The Federal Council, established in 1848, is the executive body of the federal government of the Swiss Confederation. Made up of seven members, each of which heads a government department; they’re elected for a four-year-term – for an indefinite number of terms, and can neither be voted out nor can they be impeached. The seven members constitute the federal government of Switzerland (the position of President of the Swiss Confederation rotates among the seven Councilors on a yearly basis) and collectively serve as the country’s head of state where decisions are made jointly.

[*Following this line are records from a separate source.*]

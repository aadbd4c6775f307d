//! Review service.
//!
//! Thin layer over a [`ReviewStore`] that owns the versioning contract:
//!
//! - [`ReviewService::save`] always persists with [`Version::INITIAL`]
//! - [`ReviewService::update`] persists with the caller's version plus one
//!
//! There is no compare-and-swap against the stored version. Two concurrent
//! read-modify-write sequences on the same review race, and the last upsert
//! wins. Store faults are returned unchanged.

use std::sync::Arc;

use review_core::{ProductId, Review, ReviewEntry, ReviewId, Version};

use crate::db::{RepositoryError, ReviewStore};

/// Review operations shared by all handlers.
///
/// Cheap to clone; clones share the same store.
#[derive(Clone)]
pub struct ReviewService {
    store: Arc<dyn ReviewStore>,
}

impl ReviewService {
    /// Create a service over a store.
    #[must_use]
    pub fn new(store: Arc<dyn ReviewStore>) -> Self {
        Self { store }
    }

    /// Find a review by id.
    ///
    /// # Errors
    ///
    /// Returns `RepositoryError` if the store fails.
    pub async fn find_by_id(&self, id: &ReviewId) -> Result<Option<Review>, RepositoryError> {
        tracing::debug!(review_id = %id, "find review by id");
        self.store.get_by_id(id).await
    }

    /// Find the review for a product.
    ///
    /// # Errors
    ///
    /// Returns `RepositoryError` if the store fails.
    pub async fn find_by_product_id(
        &self,
        product_id: ProductId,
    ) -> Result<Option<Review>, RepositoryError> {
        tracing::debug!(product_id = %product_id, "find review by product id");
        self.store.get_by_product_id(product_id).await
    }

    /// List every review.
    ///
    /// # Errors
    ///
    /// Returns `RepositoryError` if the store fails.
    pub async fn find_all(&self) -> Result<Vec<Review>, RepositoryError> {
        self.store.get_all().await
    }

    /// Persist a new review with version 1.
    ///
    /// Any version on the input is discarded. No existence check is made, so
    /// saving a review whose id is already stored resets its version to 1.
    ///
    /// # Errors
    ///
    /// Returns `RepositoryError` if the store fails.
    pub async fn save(&self, mut review: Review) -> Result<Review, RepositoryError> {
        review.version = Version::INITIAL;
        let saved = self.store.upsert(review).await?;
        log_write("saved review", &saved);
        Ok(saved)
    }

    /// Persist a changed review, bumping its version by one.
    ///
    /// `review.version` must be the version the caller read.
    ///
    /// # Errors
    ///
    /// Returns `RepositoryError::DataCorruption` without writing if the
    /// version is already `i64::MAX`, or `RepositoryError` if the store fails.
    pub async fn update(&self, mut review: Review) -> Result<Review, RepositoryError> {
        let next = review.version.next().ok_or_else(|| {
            RepositoryError::DataCorruption(format!(
                "review {} version {} cannot be incremented",
                review.id.as_ref().map_or("<new>", ReviewId::as_str),
                review.version
            ))
        })?;
        review.version = next;
        let updated = self.store.upsert(review).await?;
        log_write("updated review", &updated);
        Ok(updated)
    }

    /// Append an entry to the review for `product_id`.
    ///
    /// Returns `Ok(None)` when the product has no review.
    ///
    /// # Errors
    ///
    /// Returns `RepositoryError` if the store fails.
    pub async fn add_entry(
        &self,
        product_id: ProductId,
        entry: ReviewEntry,
    ) -> Result<Option<Review>, RepositoryError> {
        let Some(mut review) = self.find_by_product_id(product_id).await? else {
            return Ok(None);
        };

        review.append_entry(entry);
        self.update(review).await.map(Some)
    }

    /// Delete a review. Deleting a missing id succeeds silently.
    ///
    /// # Errors
    ///
    /// Returns `RepositoryError` if the store fails.
    pub async fn delete(&self, id: &ReviewId) -> Result<(), RepositoryError> {
        self.store.delete_by_id(id).await?;
        tracing::info!(review_id = %id, "deleted review");
        Ok(())
    }

    /// Check that the backing store is reachable.
    ///
    /// # Errors
    ///
    /// Returns `RepositoryError` if the store is unavailable.
    pub async fn health_check(&self) -> Result<(), RepositoryError> {
        self.store.health_check().await
    }
}

fn log_write(message: &'static str, review: &Review) {
    tracing::info!(
        review_id = review.id.as_ref().map_or("", ReviewId::as_str),
        product_id = %review.product_id,
        version = %review.version,
        entries = review.entries.len(),
        "{message}"
    );
}

#[cfg(test)]
#[allow(clippy::unwrap_used, clippy::indexing_slicing)]
mod tests {
    use async_trait::async_trait;
    use chrono::Utc;

    use super::*;
    use crate::db::InMemoryReviewStore;

    fn service() -> ReviewService {
        ReviewService::new(Arc::new(InMemoryReviewStore::new()))
    }

    fn entry(username: &str, text: &str) -> ReviewEntry {
        ReviewEntry::new(username, Utc::now(), text)
    }

    /// Store whose every call fails, to check that faults pass through.
    struct FailingStore;

    fn fault() -> RepositoryError {
        RepositoryError::DataCorruption("store offline".to_string())
    }

    #[async_trait]
    impl ReviewStore for FailingStore {
        async fn get_by_id(&self, _: &ReviewId) -> Result<Option<Review>, RepositoryError> {
            Err(fault())
        }

        async fn get_by_product_id(
            &self,
            _: ProductId,
        ) -> Result<Option<Review>, RepositoryError> {
            Err(fault())
        }

        async fn get_all(&self) -> Result<Vec<Review>, RepositoryError> {
            Err(fault())
        }

        async fn upsert(&self, _: Review) -> Result<Review, RepositoryError> {
            Err(fault())
        }

        async fn delete_by_id(&self, _: &ReviewId) -> Result<(), RepositoryError> {
            Err(fault())
        }

        async fn health_check(&self) -> Result<(), RepositoryError> {
            Err(fault())
        }
    }

    #[tokio::test]
    async fn test_save_forces_version_one() {
        let service = service();

        for supplied in [0, 1, 7, -3] {
            let mut review = Review::new(ProductId::new(1));
            review.version = Version::new(supplied);

            let saved = service.save(review).await.unwrap();
            assert_eq!(saved.version, Version::INITIAL);
        }
    }

    #[tokio::test]
    async fn test_save_on_existing_id_resets_version() {
        let service = service();
        let saved = service.save(Review::new(ProductId::new(1))).await.unwrap();
        let updated = service.update(saved).await.unwrap();
        assert_eq!(updated.version, Version::new(2));

        let resaved = service.save(updated).await.unwrap();

        assert_eq!(resaved.version, Version::INITIAL);
    }

    #[tokio::test]
    async fn test_update_increments_supplied_version() {
        let service = service();
        let review = Review::with_id("reviewId", ProductId::new(1), Version::new(4));

        let updated = service.update(review).await.unwrap();

        assert_eq!(updated.version, Version::new(5));
    }

    #[tokio::test]
    async fn test_update_at_max_version_is_rejected_without_writing() {
        let store = Arc::new(InMemoryReviewStore::new());
        let service = ReviewService::new(store.clone());
        let review = Review::with_id("reviewId", ProductId::new(1), Version::new(i64::MAX));

        let result = service.update(review).await;

        assert!(matches!(result, Err(RepositoryError::DataCorruption(_))));
        assert!(store.is_empty().await);
    }

    #[tokio::test]
    async fn test_find_by_id_returns_persisted_review() {
        let service = service();
        let mut review = Review::new(ProductId::new(1));
        review.append_entry(entry("test-user", "Great product"));

        let saved = service.save(review).await.unwrap();
        let id = saved.id.clone().unwrap();
        assert_eq!(service.find_by_id(&id).await.unwrap(), Some(saved.clone()));

        let updated = service.update(saved).await.unwrap();
        assert_eq!(service.find_by_id(&id).await.unwrap(), Some(updated));
    }

    #[tokio::test]
    async fn test_find_by_id_not_found() {
        let service = service();
        let found = service.find_by_id(&ReviewId::from("1")).await.unwrap();
        assert!(found.is_none());
    }

    #[tokio::test]
    async fn test_delete_then_find_is_empty() {
        let service = service();
        let saved = service.save(Review::new(ProductId::new(1))).await.unwrap();
        let id = saved.id.unwrap();

        service.delete(&id).await.unwrap();

        assert!(service.find_by_id(&id).await.unwrap().is_none());
    }

    #[tokio::test]
    async fn test_delete_missing_id_succeeds() {
        let service = service();
        assert!(service.delete(&ReviewId::from("reviewId")).await.is_ok());
    }

    #[tokio::test]
    async fn test_find_all() {
        let service = service();
        assert!(service.find_all().await.unwrap().is_empty());

        service.save(Review::new(ProductId::new(1))).await.unwrap();
        service.save(Review::new(ProductId::new(2))).await.unwrap();

        assert_eq!(service.find_all().await.unwrap().len(), 2);
    }

    #[tokio::test]
    async fn test_add_entry_appends_and_bumps_version() {
        let service = service();
        let mut review = Review::new(ProductId::new(1));
        review.append_entry(entry("a", "first"));
        let saved = service.save(review).await.unwrap();

        let updated = service
            .add_entry(ProductId::new(1), entry("b", "second"))
            .await
            .unwrap()
            .unwrap();

        assert_eq!(updated.id, saved.id);
        assert_eq!(Some(updated.version), saved.version.next());
        assert_eq!(updated.entries.len(), saved.entries.len() + 1);
        assert_eq!(updated.entries[0], saved.entries[0]);
        assert_eq!(updated.entries[1].username, "b");
    }

    #[tokio::test]
    async fn test_add_entry_unknown_product() {
        let service = service();
        let result = service
            .add_entry(ProductId::new(99), entry("b", "second"))
            .await
            .unwrap();
        assert!(result.is_none());
        assert!(service.find_all().await.unwrap().is_empty());
    }

    #[tokio::test]
    async fn test_store_faults_propagate() {
        let service = ReviewService::new(Arc::new(FailingStore));
        let id = ReviewId::from("reviewId");

        assert!(service.find_by_id(&id).await.is_err());
        assert!(service.find_by_product_id(ProductId::new(1)).await.is_err());
        assert!(service.find_all().await.is_err());
        assert!(service.save(Review::new(ProductId::new(1))).await.is_err());
        assert!(service.update(Review::new(ProductId::new(1))).await.is_err());
        assert!(service.delete(&id).await.is_err());
        assert!(service.health_check().await.is_err());
        assert!(
            service
                .add_entry(ProductId::new(1), entry("a", "b"))
                .await
                .is_err()
        );
    }
}
//! Service configuration loaded from environment variables.
//!
//! # Environment Variables
//!
//! ## Required
//! - `REVIEW_DATABASE_URL` - `PostgreSQL` connection string (only for the
//!   `postgres` store; falls back to `DATABASE_URL`)
//!
//! ## Optional
//! - `REVIEW_STORE` - Document store backend: `postgres` (default) or `memory`
//! - `REVIEW_HOST` - Bind address (default: 127.0.0.1)
//! - `REVIEW_PORT` - Listen port (default: 8080)
//! - `REVIEW_LOG_JSON` - Emit JSON logs when set to any value
//! - `SENTRY_DSN` - Sentry error tracking DSN
//! - `SENTRY_ENVIRONMENT` - Sentry environment name
//! - `SENTRY_SAMPLE_RATE` - Error event sample rate (default: 1.0)
//! - `SENTRY_TRACES_SAMPLE_RATE` - Transaction sample rate (default: 0.0)

use std::net::{IpAddr, SocketAddr};

use secrecy::SecretString;
use thiserror::Error;

/// Configuration errors that can occur during loading.
#[derive(Debug, Error)]
pub enum ConfigError {
    #[error("Missing environment variable: {0}")]
    MissingEnvVar(String),
    #[error("Invalid environment variable {0}: {1}")]
    InvalidEnvVar(String, String),
}

/// Which document store backs the service.
///
/// Implements `Debug` manually so the database URL never reaches logs.
#[derive(Clone)]
pub enum StoreBackend {
    /// `PostgreSQL`-backed store.
    Postgres {
        /// Connection URL (contains password)
        database_url: SecretString,
    },
    /// Process-local store; contents are lost on restart.
    Memory,
}

impl StoreBackend {
    /// Short backend name for logs and Sentry tags.
    #[must_use]
    pub const fn kind(&self) -> &'static str {
        match self {
            Self::Postgres { .. } => "postgres",
            Self::Memory => "memory",
        }
    }
}

impl std::fmt::Debug for StoreBackend {
    fn fmt(&self, f: &mut std::fmt::Formatter<'_>) -> std::fmt::Result {
        match self {
            Self::Postgres { .. } => f
                .debug_struct("Postgres")
                .field("database_url", &"[REDACTED]")
                .finish(),
            Self::Memory => f.write_str("Memory"),
        }
    }
}

/// Review service configuration.
#[derive(Debug, Clone)]
pub struct ServiceConfig {
    /// Document store backend
    pub store: StoreBackend,
    /// IP address to bind the server to
    pub host: IpAddr,
    /// Port to listen on
    pub port: u16,
    /// Emit structured JSON logs instead of text
    pub log_json: bool,
    /// Sentry DSN for error tracking
    pub sentry_dsn: Option<String>,
    /// Sentry environment name (e.g. production, staging)
    pub sentry_environment: Option<String>,
    /// Fraction of error events sent to Sentry
    pub sentry_sample_rate: f32,
    /// Fraction of transactions sent to Sentry
    pub sentry_traces_sample_rate: f32,
}

impl ServiceConfig {
    /// Load configuration from environment variables.
    ///
    /// Calls `dotenvy::dotenv()` to load from `.env` file if present.
    ///
    /// # Errors
    ///
    /// Returns `ConfigError` if required variables are missing or invalid.
    pub fn from_env() -> Result<Self, ConfigError> {
        // Load .env file if present (ignore errors if not found)
        let _ = dotenvy::dotenv();

        let store = match get_env_or_default("REVIEW_STORE", "postgres").as_str() {
            "postgres" => StoreBackend::Postgres {
                database_url: get_database_url("REVIEW_DATABASE_URL")?,
            },
            "memory" => StoreBackend::Memory,
            other => {
                return Err(ConfigError::InvalidEnvVar(
                    "REVIEW_STORE".to_string(),
                    format!("unknown store '{other}' (expected 'postgres' or 'memory')"),
                ));
            }
        };
        let host = get_env_or_default("REVIEW_HOST", "127.0.0.1")
            .parse::<IpAddr>()
            .map_err(|e| ConfigError::InvalidEnvVar("REVIEW_HOST".to_string(), e.to_string()))?;
        let port = get_env_or_default("REVIEW_PORT", "8080")
            .parse::<u16>()
            .map_err(|e| ConfigError::InvalidEnvVar("REVIEW_PORT".to_string(), e.to_string()))?;

        Ok(Self {
            store,
            host,
            port,
            log_json: get_optional_env("REVIEW_LOG_JSON").is_some(),
            sentry_dsn: get_optional_env("SENTRY_DSN"),
            sentry_environment: get_optional_env("SENTRY_ENVIRONMENT"),
            sentry_sample_rate: get_rate("SENTRY_SAMPLE_RATE", 1.0)?,
            sentry_traces_sample_rate: get_rate("SENTRY_TRACES_SAMPLE_RATE", 0.0)?,
        })
    }

    /// Returns the socket address for binding the server.
    #[must_use]
    pub const fn socket_addr(&self) -> SocketAddr {
        SocketAddr::new(self.host, self.port)
    }
}

// =============================================================================
// Helper Functions
// =============================================================================

/// Get database URL with fallback to generic `DATABASE_URL`.
fn get_database_url(primary_key: &str) -> Result<SecretString, ConfigError> {
    if let Ok(value) = std::env::var(primary_key) {
        return Ok(SecretString::from(value));
    }
    if let Ok(value) = std::env::var("DATABASE_URL") {
        return Ok(SecretString::from(value));
    }
    Err(ConfigError::MissingEnvVar(primary_key.to_string()))
}

/// Get an optional environment variable.
fn get_optional_env(key: &str) -> Option<String> {
    std::env::var(key).ok()
}

/// Get an environment variable with a default value.
fn get_env_or_default(key: &str, default: &str) -> String {
    std::env::var(key).unwrap_or_else(|_| default.to_string())
}

/// Read a sample rate, which must lie within `0.0..=1.0`.
fn get_rate(key: &str, default: f32) -> Result<f32, ConfigError> {
    get_optional_env(key).map_or(Ok(default), |raw| parse_rate(key, &raw))
}

fn parse_rate(key: &str, raw: &str) -> Result<f32, ConfigError> {
    let rate = raw
        .parse::<f32>()
        .map_err(|e| ConfigError::InvalidEnvVar(key.to_string(), e.to_string()))?;
    if !(0.0..=1.0).contains(&rate) {
        return Err(ConfigError::InvalidEnvVar(
            key.to_string(),
            format!("must be between 0.0 and 1.0 (got {rate})"),
        ));
    }
    Ok(rate)
}

#[cfg(test)]
#[allow(clippy::unwrap_used)]
mod tests {
    use super::*;

    fn memory_config() -> ServiceConfig {
        ServiceConfig {
            store: StoreBackend::Memory,
            host: "127.0.0.1".parse().unwrap(),
            port: 8080,
            log_json: false,
            sentry_dsn: None,
            sentry_environment: None,
            sentry_sample_rate: 1.0,
            sentry_traces_sample_rate: 0.0,
        }
    }

    #[test]
    fn test_socket_addr() {
        let addr = memory_config().socket_addr();
        assert_eq!(addr.ip().to_string(), "127.0.0.1");
        assert_eq!(addr.port(), 8080);
    }

    #[test]
    fn test_store_debug_redacts_database_url() {
        let config = ServiceConfig {
            store: StoreBackend::Postgres {
                database_url: SecretString::from("postgres://review:hunter2@db/reviews"),
            },
            ..memory_config()
        };

        let debug_output = format!("{config:?}");

        assert!(debug_output.contains("Postgres"));
        assert!(debug_output.contains("[REDACTED]"));
        assert!(!debug_output.contains("hunter2"));
    }

    #[test]
    fn test_store_kind() {
        assert_eq!(StoreBackend::Memory.kind(), "memory");
        let postgres = StoreBackend::Postgres {
            database_url: SecretString::from("postgres://localhost/reviews"),
        };
        assert_eq!(postgres.kind(), "postgres");
    }

    #[test]
    fn test_parse_rate_bounds() {
        assert!((parse_rate("RATE", "0.25").unwrap() - 0.25).abs() < f32::EPSILON);
        assert!(parse_rate("RATE", "1.5").is_err());
        assert!(parse_rate("RATE", "-0.1").is_err());
    }

    #[test]
    fn test_parse_rate_rejects_non_numbers() {
        let err = parse_rate("RATE", "often").unwrap_err();
        assert!(matches!(err, ConfigError::InvalidEnvVar(key, _) if key == "RATE"));
    }
}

Among the decisions made is the ‘Swiss Made Law’ which is a set of regulations that govern the standards for watches made in Switzerland. It was first established by the Federal Council, on December 23rd, 1971, and has been updated several times since then. Updated in 2017, the current Swiss-made label, highlights that 60% of production costs are generated in Switzerland (previously at 50%), is a guarantee of quality and precision. Watches have to pass scrupulous conditions in order to be classed as ‘Swiss-made’ and, as such, high quality of craftsmanship and outstanding performance is guaranteed. The updated rule, aimed at lower-cost manufacturers who had been producing watches that are, legally-speaking, “Swiss Made” without upholding the implicit manufacturing standards expected to go with it.
Definition of the Swiss watch
A watch is considered ‘Swiss’ if
- Its movement is Swiss
- Its movement is cased in Switzerland
- Its manufacturer carries out the final tests in Switzerland and
- At least 60% of production costs are generated in Switzerland.
Definition of a Swiss movement
A movement is considered ‘Swiss’ if:
- It was assembled in Switzerland
- It was tested by the manufacturer in Switzerland
- At least 60% of production costs are generated in Switzerland, and
- At least 50% by value of all components is Swiss-made, excluding the cost of assembly.
Under the updated Swiss Made law, enforced by the Federation of the Swiss Watch Industry, (a private, non-profit leading trade association, headquartered in Bienne, Switzerland) the movement must qualify as Swiss, as well, the watch must pass as Swiss, also, according to the rules – if so, the dial, or case back, may be stamped as ‘Swiss Made’. These regulations are intended to ensure that watches bearing the ‘Swiss Made’ label are of high quality and meet certain standards of craftsmanship. The Swiss Made label has become a mark of excellence in the watch industry, and is highly valued by consumers around the world.
The Swiss Made law applies to all types of watches, including mechanical watches, quartz watches, and smartwatches.